R is considered the predominant language for data scientist and statisticians. Learn how to use R for your own data science projects.

Published on

4,593 Points

Prime numbers are natural numbers greater than 1 that have only two divisors (the number itself and 1). By “divisible” we mean dividend % divisor = 0 (% indicates MODULAR. It gives the reminder of a division operation). We’ll follow multiple approaches to find out if a number is prime. Let's find out if P is a prime number.

**Approach 1:** Divide P by all the numbers from 2 to P - 1. If any of these numbers is divided by P then P is not a prime number. The algorithm below returns false if P is divisible by any number between 2 and P - 1. Otherwise, P is a prime number and returns true.

**Approach 2:** Whenever there is a divisor greater than square-root(P), there must be another divisor less than or equal to square-root(P) but NOT greater than square-root(P). For example: Divisors of 20 are: 20 = 1, 2, 4, 5, 10 and 20. For each of these pairs there MUST be least one divisor that is less than or equal to square-root(P).

20 =**1** X 20

20 =**2** X 10

20 =**4** X 5

If we stopped finding divisors when current divisor i is 4, we could still get all the divisors. So, instead of looking for all numbers between 2 and (P - 1) we can do 2 to sqrt(P) which gives a faster solution.

**Approach 3:** The only prime number that is even is 2. Any other even number cannot be prime because all even numbers are divisible by 2. So, instead of dividing by all the numbers in range 0 to (P - 1) we’ll divide only by odd numbers up to sqrt(P).

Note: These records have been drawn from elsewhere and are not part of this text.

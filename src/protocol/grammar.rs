//! Literal tokens of the flattened history format written by the backend.
//!
//! The backend serialises an agent turn into one string; these are the only
//! markers the parsers recognise. They are case- and spacing-sensitive.

pub const TOOL_RESULT_OPEN: &str = "[TOOL_RESULT_";
pub const TOOL_RESULT_CLOSE: char = ']';

pub const TOOL_USE_LINE: &str = "[TOOL USE]";

pub const OUTPUT_PREFIX: &str = "Output: ";
pub const ERROR_PREFIX: &str = "Error: ";
pub const IMAGE_PREFIX: &str = "Image: data:image/png;base64,";

/// Looser prefixes that keep a line inside a tool-result data region.
pub const DATA_LINE_PREFIXES: [&str; 3] = ["Output:", "Error:", "Image:"];

#[derive(Debug, Clone, PartialEq, Eq)]
pub struct ResultMarker<'a> {
    pub start: usize,
    pub end: usize,
    pub tool_id: &'a str,
}

/// Finds the next result marker at or after `from`.
///
/// `<id>` is a non-empty run of characters other than `]`. An opener with an
/// empty id is skipped and scanning continues after it.
pub fn find_result_marker(content: &str, from: usize) -> Option<ResultMarker<'_>> {
    let mut cursor = from;
    while cursor <= content.len() {
        let start = cursor + content.get(cursor..)?.find(TOOL_RESULT_OPEN)?;
        let id_start = start + TOOL_RESULT_OPEN.len();
        let id_len = content[id_start..].find(TOOL_RESULT_CLOSE)?;
        if id_len == 0 {
            cursor = id_start;
            continue;
        }

        let id_end = id_start + id_len;
        return Some(ResultMarker {
            start,
            end: id_end + TOOL_RESULT_CLOSE.len_utf8(),
            tool_id: &content[id_start..id_end],
        });
    }
    None
}

pub fn is_result_data_line(line: &str) -> bool {
    line.trim().is_empty()
        || DATA_LINE_PREFIXES
            .iter()
            .any(|prefix| line.starts_with(prefix))
}
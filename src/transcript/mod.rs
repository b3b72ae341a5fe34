use crate::protocol::{parse_history, Segment, StreamEvent, ToolResultRecord};
use crate::session::{Message, Role};

pub mod view;

#[derive(Debug, Clone, Copy, PartialEq, Eq)]
pub enum Speaker {
    User,
    Agent,
}

#[derive(Debug, Clone, PartialEq, Eq)]
pub struct ToolUseEntry {
    pub name: Option<String>,
    pub tool_use_id: Option<String>,
    pub raw: Option<String>,
}

impl ToolUseEntry {
    pub fn label(&self) -> String {
        match &self.name {
            Some(name) => format!("Running tool: {name}"),
            None => "Running tool".to_string(),
        }
    }
}

#[derive(Debug, Clone, PartialEq, Eq)]
pub struct ToolResultEntry {
    pub tool_use_id: String,
    pub output: Option<String>,
    pub error: Option<String>,
    pub image_base64: Option<String>,
}

impl ToolResultEntry {
    pub fn from_record(record: ToolResultRecord, tool_use_id: impl Into<String>) -> Self {
        let not_blank = |value: &String| !value.trim().is_empty();
        Self {
            tool_use_id: tool_use_id.into(),
            output: record.output.filter(not_blank),
            error: record.error.filter(not_blank),
            image_base64: record.base64_image.filter(not_blank),
        }
    }

    pub fn is_empty(&self) -> bool {
        self.output.is_none() && self.error.is_none() && self.image_base64.is_none()
    }
}

#[derive(Debug, Clone, PartialEq, Eq)]
pub enum TranscriptEntry {
    Text { speaker: Speaker, text: String },
    ToolUse(ToolUseEntry),
    ToolResult(ToolResultEntry),
    Error(String),
    Diagnostic(String),
    Completed(Option<String>),
}

impl TranscriptEntry {
    pub fn user(text: impl Into<String>) -> Self {
        Self::Text {
            speaker: Speaker::User,
            text: text.into(),
        }
    }

    pub fn agent(text: impl Into<String>) -> Self {
        Self::Text {
            speaker: Speaker::Agent,
            text: text.into(),
        }
    }
}

#[derive(Debug, Clone, Copy, PartialEq, Eq)]
pub enum Turn {
    Continue,
    Finished,
}

#[derive(Debug, Default)]
pub struct Transcript {
    entries: Vec<TranscriptEntry>,
    scroll_pending: bool,
    bulk: bool,
    generation: u64,
}

impl Transcript {
    pub fn new() -> Self {
        Self::default()
    }

    pub fn entries(&self) -> &[TranscriptEntry] {
        &self.entries
    }

    pub fn len(&self) -> usize {
        self.entries.len()
    }

    pub fn is_empty(&self) -> bool {
        self.entries.is_empty()
    }

    pub fn generation(&self) -> u64 {
        self.generation
    }

    pub fn clear(&mut self) {
        self.entries.clear();
        self.generation += 1;
        self.scroll_pending = true;
    }

    pub fn push(&mut self, entry: TranscriptEntry) {
        self.entries.push(entry);
        if !self.bulk {
            self.scroll_pending = true;
        }
    }

    pub fn take_scroll_request(&mut self) -> bool {
        std::mem::take(&mut self.scroll_pending)
    }

    pub fn push_error(&mut self, message: impl Into<String>) {
        self.push(TranscriptEntry::Error(message.into()));
    }

    pub fn apply_segment(&mut self, segment: Segment) {
        let entry = match segment {
            Segment::PlainText(text) => TranscriptEntry::agent(text),
            Segment::ToolUseIndicator(line) => TranscriptEntry::ToolUse(ToolUseEntry {
                name: Segment::tool_use_name(&line).map(str::to_string),
                tool_use_id: None,
                raw: Some(line),
            }),
            Segment::ToolResult { record, tool_id } => {
                TranscriptEntry::ToolResult(ToolResultEntry::from_record(record, tool_id))
            }
        };
        self.push(entry);
    }

    pub fn apply_event(&mut self, event: StreamEvent) -> Turn {
        let entry = match event {
            StreamEvent::Text { text } => TranscriptEntry::agent(text),
            StreamEvent::ToolUse { name, id } => TranscriptEntry::ToolUse(ToolUseEntry {
                name: Some(name),
                tool_use_id: id,
                raw: None,
            }),
            StreamEvent::ToolResult {
                result,
                tool_use_id,
            } => TranscriptEntry::ToolResult(ToolResultEntry::from_record(result, tool_use_id)),
            StreamEvent::Error { message } => TranscriptEntry::Error(message),
            StreamEvent::Complete { message } => {
                self.push(TranscriptEntry::Completed(message));
                return Turn::Finished;
            }
            StreamEvent::Unknown { raw, .. } | StreamEvent::Malformed { raw } => {
                TranscriptEntry::Diagnostic(format!("[progress] {raw}"))
            }
        };
        self.push(entry);
        Turn::Continue
    }

    pub fn apply_message(&mut self, message: &Message) {
        match message.role {
            Role::User => self.push(TranscriptEntry::user(message.content.clone())),
            Role::Agent => {
                for segment in parse_history(&message.content) {
                    self.apply_segment(segment);
                }
            }
        }
    }

    /// Puts a session history ahead of the entries appended since the last
    /// clear, so live entries that arrived first are kept after it.
    ///
    /// Individual appends do not scroll; one request is left pending at the
    /// end so the newest entry is revealed once the replay settles.
    pub fn replay(&mut self, messages: &[Message]) {
        let live = std::mem::take(&mut self.entries);
        self.generation += 1;
        self.bulk = true;
        for message in messages {
            self.apply_message(message);
        }
        self.entries.extend(live);
        self.bulk = false;
        self.scroll_pending = true;
    }
}
use base64::Engine;
use eframe::egui::{self, ColorImage, RichText, TextureHandle, TextureOptions};
use std::collections::HashMap;
use thiserror::Error;

use super::{ToolResultEntry, Transcript, TranscriptEntry};
use crate::theme::Theme;

#[derive(Debug, Error)]
pub enum ImageDecodeError {
    #[error("invalid base64 payload: {0}")]
    Base64(#[from] base64::DecodeError),
    #[error("invalid png payload: {0}")]
    Image(#[from] image::ImageError),
}

pub fn decode_png_base64(data: &str) -> Result<ColorImage, ImageDecodeError> {
    let bytes = base64::engine::general_purpose::STANDARD.decode(data.trim())?;
    let rgba = image::load_from_memory_with_format(&bytes, image::ImageFormat::Png)?.to_rgba8();
    let size = [rgba.width() as usize, rgba.height() as usize];
    Ok(ColorImage::from_rgba_unmultiplied(size, rgba.as_raw()))
}

enum ImageSlot {
    Ready(TextureHandle),
    Failed(String),
}

#[derive(Default)]
pub struct TranscriptView {
    images: HashMap<usize, ImageSlot>,
    generation: u64,
}

impl TranscriptView {
    pub fn show(&mut self, ui: &mut egui::Ui, theme: &Theme, transcript: &Transcript) {
        if transcript.generation() != self.generation {
            self.images.clear();
            self.generation = transcript.generation();
        }

        for (index, entry) in transcript.entries().iter().enumerate() {
            match entry {
                TranscriptEntry::Text { speaker, text } => {
                    let (label, color) = theme.speaker_label(*speaker);
                    theme
                        .entry_frame(theme.bubble_fill(*speaker))
                        .show(ui, |ui| {
                            ui.set_width(ui.available_width());
                            ui.label(RichText::new(label).color(color).strong());
                            ui.label(text);
                        });
                }
                TranscriptEntry::ToolUse(tool_use) => {
                    let response = ui.label(
                        RichText::new(format!("[{}]", tool_use.label())).color(theme.warning),
                    );
                    if let Some(raw) = &tool_use.raw {
                        response.on_hover_text(raw);
                    }
                }
                TranscriptEntry::ToolResult(result) => {
                    theme.entry_frame(theme.tool_tint).show(ui, |ui| {
                        ui.set_width(ui.available_width());
                        self.show_tool_result(ui, theme, index, result);
                    });
                }
                TranscriptEntry::Error(message) => {
                    ui.label(RichText::new(message).color(theme.danger));
                }
                TranscriptEntry::Diagnostic(line) => {
                    ui.label(RichText::new(line).monospace().small().color(theme.text_dim));
                }
                TranscriptEntry::Completed(message) => {
                    let text = message.as_deref().unwrap_or("Task completed");
                    ui.label(RichText::new(text).color(theme.success).strong());
                    ui.separator();
                }
            }
            ui.add_space(theme.gap_small);
        }
    }

    fn show_tool_result(
        &mut self,
        ui: &mut egui::Ui,
        theme: &Theme,
        index: usize,
        result: &ToolResultEntry,
    ) {
        ui.label(
            RichText::new(format!("Tool result {}", result.tool_use_id))
                .small()
                .color(theme.text_dim),
        );
        if result.is_empty() {
            ui.label(RichText::new("(no output)").small().color(theme.text_dim));
        }
        if let Some(output) = &result.output {
            ui.label(RichText::new(output).monospace());
        }
        if let Some(error) = &result.error {
            ui.label(RichText::new(error).monospace().color(theme.danger));
        }
        if let Some(data) = &result.image_base64 {
            let slot = self.images.entry(index).or_insert_with(|| {
                match decode_png_base64(data) {
                    Ok(image) => ImageSlot::Ready(ui.ctx().load_texture(
                        format!("tool-image-{index}"),
                        image,
                        TextureOptions::LINEAR,
                    )),
                    Err(err) => {
                        tracing::warn!(tool_use_id = %result.tool_use_id, "image decode failed: {err}");
                        ImageSlot::Failed(err.to_string())
                    }
                }
            });
            match slot {
                ImageSlot::Ready(texture) => {
                    let sized = egui::load::SizedTexture::from_handle(texture);
                    ui.add(egui::Image::from_texture(sized).max_width(theme.image_max_width));
                }
                ImageSlot::Failed(reason) => {
                    ui.label(
                        RichText::new(format!("[image could not be shown: {reason}]"))
                            .small()
                            .color(theme.text_dim),
                    );
                }
            }
        }
    }
}

#[cfg(test)]
mod tests {
    use super::*;

    const ONE_PIXEL_PNG: &str = "iVBORw0KGgoAAAANSUhEUgAAAAEAAAABCAYAAAAfFcSJAAAADUlEQVR4nGP4z8DwHwAFAAH/iZk9HQAAAABJRU5ErkJggg==";

    #[test]
    fn decodes_png_payload() {
        let image = decode_png_base64(ONE_PIXEL_PNG).expect("fixture png should decode");
        assert_eq!(image.size, [1, 1]);
    }

    #[test]
    fn rejects_bad_base64() {
        let err = decode_png_base64("not base64 at all!").expect_err("should fail");
        assert!(matches!(err, ImageDecodeError::Base64(_)));
    }

    #[test]
    fn rejects_non_png_bytes() {
        let err = decode_png_base64("QQ==").expect_err("single byte is not a png");
        assert!(matches!(err, ImageDecodeError::Image(_)));
    }
}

**Approach 4:** Suppose we need to find prime numbers between 1 and 25. The algorithms described above are capable of providing a result but are not optimal. We might have to divide by the same divisor over and over again. For example, we are checking if each of the dividends below are being divided by 2 and 3.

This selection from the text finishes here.